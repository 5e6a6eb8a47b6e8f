//! # donothing
//!
//! Do-nothing scripting: runbooks that mix manual checklists with automation.
//!
//! A [`Procedure`] is an ordered list of steps. Manual steps print
//! instructions and wait for you to confirm them; automated steps run an
//! operation and capture its result, which later steps can use as inputs or
//! through `${key}` placeholders. Start with every step manual, then automate
//! them one at a time.
//!
//! ## Quick Start
//!
//! ```no_run
//! use donothing::{Automation, Procedure, Value};
//!
//! Procedure::new("Onboard", "Give a new teammate access")
//!     .add_manual_step("Create account", "Create an account in the admin panel.")
//!     .add_automated_step(
//!         "Generate password",
//!         Automation::new(|_| Ok(Value::from("hunter2"))).with_output("password"),
//!     )
//!     .add_manual_step("Share", "Send ${password} over the password manager.")
//!     .execute_default()
//!     .unwrap();
//! ```

#![forbid(unsafe_code)]
#![warn(clippy::all, clippy::pedantic, clippy::nursery)]
// Allow common patterns that are intentional in this codebase
#![allow(clippy::module_name_repetitions)]
#![allow(clippy::must_use_candidate)]
#![allow(clippy::missing_errors_doc)]
#![allow(clippy::missing_const_for_fn)]
#![allow(clippy::doc_markdown)]
#![allow(clippy::return_self_not_must_use)]
#![allow(clippy::option_if_let_else)]
#![allow(clippy::uninlined_format_args)]
#![allow(clippy::format_push_string)]
#![allow(clippy::cast_possible_truncation)]

pub mod config;
pub mod interaction;
pub mod procedure;
pub mod render;

// Re-export commonly used types
pub use config::Config;
pub use interaction::{ConsoleSink, InteractionSink, RecordingSink, UnattendedSink};
pub use procedure::{
    Automation, Procedure, ProcedureError, ProcedureResult, RunConfig, State, Step, Value,
};
pub use render::{MarkdownRenderer, Renderer};

/// Library version
pub const VERSION: &str = env!("CARGO_PKG_VERSION");

/// Application name
pub const APP_NAME: &str = "donothing";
_ _ _ _ _ _ _
=== Assignment ===
Exactly reproduce the lines beginning with the one that contains "#![allow(clippy::missing_const_for_fn)]" and ending with the last line of the material, both included. Leave out everything else.

=== Response box ===
#![allow(clippy::missing_const_for_fn)]
#![allow(clippy::doc_markdown)]
#![allow(clippy::return_self_not_must_use)]
#![allow(clippy::option_if_let_else)]
#![allow(clippy::uninlined_format_args)]
#![allow(clippy::format_push_string)]
#![allow(clippy::cast_possible_truncation)]

pub mod config;
pub mod interaction;
pub mod procedure;
pub mod render;

// Re-export commonly used types
pub use config::Config;
pub use interaction::{ConsoleSink, InteractionSink, RecordingSink, UnattendedSink};
pub use procedure::{
    Automation, Procedure, ProcedureError, ProcedureResult, RunConfig, State, Step, Value,
};
pub use render::{MarkdownRenderer, Renderer};

/// Library version
pub const VERSION: &str = env!("CARGO_PKG_VERSION");

/// Application name
pub const APP_NAME: &str = "donothing";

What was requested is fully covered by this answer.